The shiny red Chevette hovercar that Rats has obtained… from where and from whom the snakers have refrained from asking… crosses through the domegate out of Tao City (the exit station unmanned – the Regency clearly of the persuasion that anybody who wants to get out deserves to be out and have all the help in doing so that a government can muster).  At eight klicks a solmin over the limit, he’s daring the Devil, but the road to Mintur is silent and empty with only the pink or purple rocks to either side of the lunge.   Not a roadshurt in sight.

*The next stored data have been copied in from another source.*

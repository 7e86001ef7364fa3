use actcore::{
    Activity, ActivityBehavior, ActivityError, NamedActivity, TypeResolutionError, WorkflowError,
};
use parking_lot::RwLock;
use std::collections::HashMap;
use std::fmt;
use std::sync::{Arc, OnceLock};

/// Factory trait for creating activity behaviours of one kind
pub trait ActivityFactory: Send + Sync {
    /// Type name definitions use to refer to this kind (e.g. "WriteLine")
    fn type_name(&self) -> &str;

    /// Trivial construction, used when no injected constructor is registered
    fn create(&self) -> Result<Box<dyn ActivityBehavior>, ActivityError>;

    /// Optional: describe the kind for listings
    fn metadata(&self) -> ActivityMetadata {
        ActivityMetadata::default()
    }
}

/// Metadata about an activity kind
#[derive(Debug, Clone)]
pub struct ActivityMetadata {
    pub description: String,
    pub category: String,
}

impl Default for ActivityMetadata {
    fn default() -> Self {
        Self {
            description: String::new(),
            category: "general".to_string(),
        }
    }
}

/// Resolved activity kind. Clones share the same factory, so two handles for
/// the same cached name compare equal with [`ActivityType::same_as`].
#[derive(Clone)]
pub struct ActivityType(Arc<dyn ActivityFactory>);

impl ActivityType {
    pub fn new(factory: Arc<dyn ActivityFactory>) -> Self {
        Self(factory)
    }

    pub fn name(&self) -> &str {
        self.0.type_name()
    }

    pub fn metadata(&self) -> ActivityMetadata {
        self.0.metadata()
    }

    pub fn factory(&self) -> &Arc<dyn ActivityFactory> {
        &self.0
    }

    pub fn same_as(&self, other: &ActivityType) -> bool {
        Arc::ptr_eq(&self.0, &other.0)
    }
}

impl fmt::Debug for ActivityType {
    fn fmt(&self, f: &mut fmt::Formatter<'_>) -> fmt::Result {
        f.debug_tuple("ActivityType").field(&self.name()).finish()
    }
}

/// Enumerates every activity kind known up front
pub trait ActivityCatalog: Send + Sync {
    fn activity_types(&self) -> Vec<Arc<dyn ActivityFactory>>;
}

impl<F> ActivityCatalog for F
where
    F: Fn() -> Vec<Arc<dyn ActivityFactory>> + Send + Sync,
{
    fn activity_types(&self) -> Vec<Arc<dyn ActivityFactory>> {
        self()
    }
}

/// Resolves names missing from the catalog.
///
/// `Ok(None)` means "not found"; errors are reserved for names that cannot
/// be interpreted at all.
pub trait TypeNameResolver: Send + Sync {
    fn resolve(&self, name: &str) -> Result<Option<Arc<dyn ActivityFactory>>, TypeResolutionError>;
}

/// Fallback that never resolves anything
#[derive(Debug, Default, Clone, Copy)]
pub struct NoFallback;

impl TypeNameResolver for NoFallback {
    fn resolve(&self, _name: &str) -> Result<Option<Arc<dyn ActivityFactory>>, TypeResolutionError> {
        Ok(None)
    }
}

/// Fallback resolving fully-qualified `path::to::Kind` names
#[derive(Default)]
pub struct QualifiedNameResolver {
    types: HashMap<String, Arc<dyn ActivityFactory>>,
}

impl QualifiedNameResolver {
    pub fn new() -> Self {
        Self::default()
    }

    /// Register every factory under `prefix::TypeName`.
    pub fn from_factories(prefix: &str, factories: Vec<Arc<dyn ActivityFactory>>) -> Self {
        let mut resolver = Self::new();
        for factory in factories {
            let path = format!("{}::{}", prefix, factory.type_name());
            resolver.register(path, factory);
        }
        resolver
    }

    pub fn register(&mut self, path: impl Into<String>, factory: Arc<dyn ActivityFactory>) {
        self.types.insert(path.into(), factory);
    }
}

impl TypeNameResolver for QualifiedNameResolver {
    fn resolve(&self, name: &str) -> Result<Option<Arc<dyn ActivityFactory>>, TypeResolutionError> {
        if !name.contains("::") {
            return Ok(None);
        }
        parse_qualified_name(name)?;
        Ok(self.types.get(name).cloned())
    }
}

fn parse_qualified_name(name: &str) -> Result<Vec<&str>, TypeResolutionError> {
    let unparsable = |reason: &str| TypeResolutionError::Unparsable {
        name: name.to_string(),
        reason: reason.to_string(),
    };

    let segments: Vec<&str> = name.split("::").collect();
    for segment in &segments {
        let mut chars = segment.chars();
        match chars.next() {
            None => return Err(unparsable("empty path segment")),
            Some(c) if !(c.is_alphabetic() || c == '_') => {
                return Err(unparsable("segments must start with a letter or underscore"))
            }
            _ => {}
        }
        if !chars.all(|c| c.is_alphanumeric() || c == '_') {
            return Err(unparsable("segments may only contain letters, digits and underscores"));
        }
    }
    Ok(segments)
}

/// Produces behaviour instances for resolved kinds
pub trait InstanceProvider: Send + Sync {
    fn create(&self, activity_type: &ActivityType) -> Result<Box<dyn ActivityBehavior>, ActivityError>;
}

type Constructor = Arc<dyn Fn() -> Box<dyn ActivityBehavior> + Send + Sync>;

/// Uses a registered constructor when the kind has one (typically a closure
/// capturing the kind's dependencies), otherwise the factory's own `create`.
#[derive(Default)]
pub struct DefaultInstanceProvider {
    constructors: HashMap<String, Constructor>,
}

impl DefaultInstanceProvider {
    pub fn new() -> Self {
        Self::default()
    }

    pub fn register_constructor<F>(&mut self, type_name: impl Into<String>, constructor: F)
    where
        F: Fn() -> Box<dyn ActivityBehavior> + Send + Sync + 'static,
    {
        self.constructors.insert(type_name.into(), Arc::new(constructor));
    }
}

impl InstanceProvider for DefaultInstanceProvider {
    fn create(&self, activity_type: &ActivityType) -> Result<Box<dyn ActivityBehavior>, ActivityError> {
        match self.constructors.get(activity_type.name()) {
            Some(constructor) => Ok(constructor()),
            None => activity_type.factory().create(),
        }
    }
}

/// Resolves activity type names to kinds and instances.
///
/// The name index is built from the catalog on first use, exactly once, even
/// under concurrent first access. Names found through the fallback resolver
/// are added to the index so later lookups skip the fallback.
pub struct ActivityTypeRegistry {
    catalog: Box<dyn ActivityCatalog>,
    fallback: Box<dyn TypeNameResolver>,
    instances: Box<dyn InstanceProvider>,
    index: OnceLock<RwLock<HashMap<String, ActivityType>>>,
}

impl ActivityTypeRegistry {
    pub fn new(catalog: impl ActivityCatalog + 'static) -> Self {
        Self {
            catalog: Box::new(catalog),
            fallback: Box::new(NoFallback),
            instances: Box::new(DefaultInstanceProvider::new()),
            index: OnceLock::new(),
        }
    }

    pub fn with_fallback(mut self, fallback: impl TypeNameResolver + 'static) -> Self {
        self.fallback = Box::new(fallback);
        self
    }

    pub fn with_instance_provider(mut self, instances: impl InstanceProvider + 'static) -> Self {
        self.instances = Box::new(instances);
        self
    }

    fn index(&self) -> &RwLock<HashMap<String, ActivityType>> {
        self.index.get_or_init(|| {
            let mut index = HashMap::new();
            for factory in self.catalog.activity_types() {
                let name = factory.type_name().to_string();
                if index.contains_key(&name) {
                    tracing::warn!("Duplicate activity type {} in catalog, keeping first", name);
                    continue;
                }
                index.insert(name, ActivityType::new(factory));
            }
            tracing::info!("Indexed {} activity types", index.len());
            RwLock::new(index)
        })
    }

    /// Resolve a type name to its activity kind
    pub fn resolve_type(&self, name: &str) -> Result<ActivityType, TypeResolutionError> {
        if let Some(found) = self.index().read().get(name) {
            tracing::debug!("Resolved activity type {} from index", name);
            return Ok(found.clone());
        }

        let factory = self
            .fallback
            .resolve(name)?
            .ok_or_else(|| TypeResolutionError::Unknown(name.to_string()))?;

        let mut index = self.index().write();
        let resolved = index
            .entry(name.to_string())
            .or_insert_with(|| ActivityType::new(factory))
            .clone();
        tracing::info!("Resolved activity type {} through fallback", name);
        Ok(resolved)
    }

    /// Resolve a type name and instantiate it
    pub fn resolve_activity(&self, name: &str) -> Result<Activity, WorkflowError> {
        self.resolve_activity_with(name, |_| {})
    }

    /// Resolve a type name, instantiate it and run `setup` on the new activity
    pub fn resolve_activity_with<F>(&self, name: &str, setup: F) -> Result<Activity, WorkflowError>
    where
        F: FnOnce(&mut Activity),
    {
        let activity_type = self.resolve_type(name)?;
        let behavior = self
            .instances
            .create(&activity_type)
            .map_err(|e| WorkflowError::Activation {
                type_name: activity_type.name().to_string(),
                reason: e.to_string(),
            })?;

        let mut activity = Activity::new(activity_type.name(), behavior);
        setup(&mut activity);
        Ok(activity)
    }

    pub fn resolve_activity_of<T: NamedActivity>(&self) -> Result<Activity, WorkflowError> {
        self.resolve_activity(T::TYPE_NAME)
    }

    pub fn resolve_activity_of_with<T, F>(&self, setup: F) -> Result<Activity, WorkflowError>
    where
        T: NamedActivity,
        F: FnOnce(&mut Activity),
    {
        self.resolve_activity_with(T::TYPE_NAME, setup)
    }

    /// All names currently in the index, sorted
    pub fn registered_types(&self) -> Vec<String> {
        let mut names: Vec<String> = self.index().read().keys().cloned().collect();
        names.sort();
        names
    }

    pub fn get_metadata(&self, name: &str) -> Option<ActivityMetadata> {
        self.index().read().get(name).map(|t| t.metadata())
    }
}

Forty solmins later, Rats veers down a dusty road and down into a bowl undoubtedly scooped out by an enormous meteor, at an enormously distant time.  The center of the bowl is a barren plain, surrounded by crackling forcewalls and one means of entry… a great, Gothic iron gate.  Within the forcewalls is a vast junkyard of vehicles – spaceships, mag cars, hovercars and bikes; numerous items whose origin or purpose Turpin can’t discern.   Then, he slaps Broonzy on the back of the neck, directing his attention to what seems the scrapyard’s newest salvage prize… the Aegelweiss!

Rats leans on the horn – a disembodied voice replies.

“Go 'way!”

“That’s Junkyard Tony,” the gambler turns – “he’s an okay jim but a little strange, you know?  Probl’y comes from being out here all alone ‘cept for his knafes and his junk… it's me! Rats! Open up!”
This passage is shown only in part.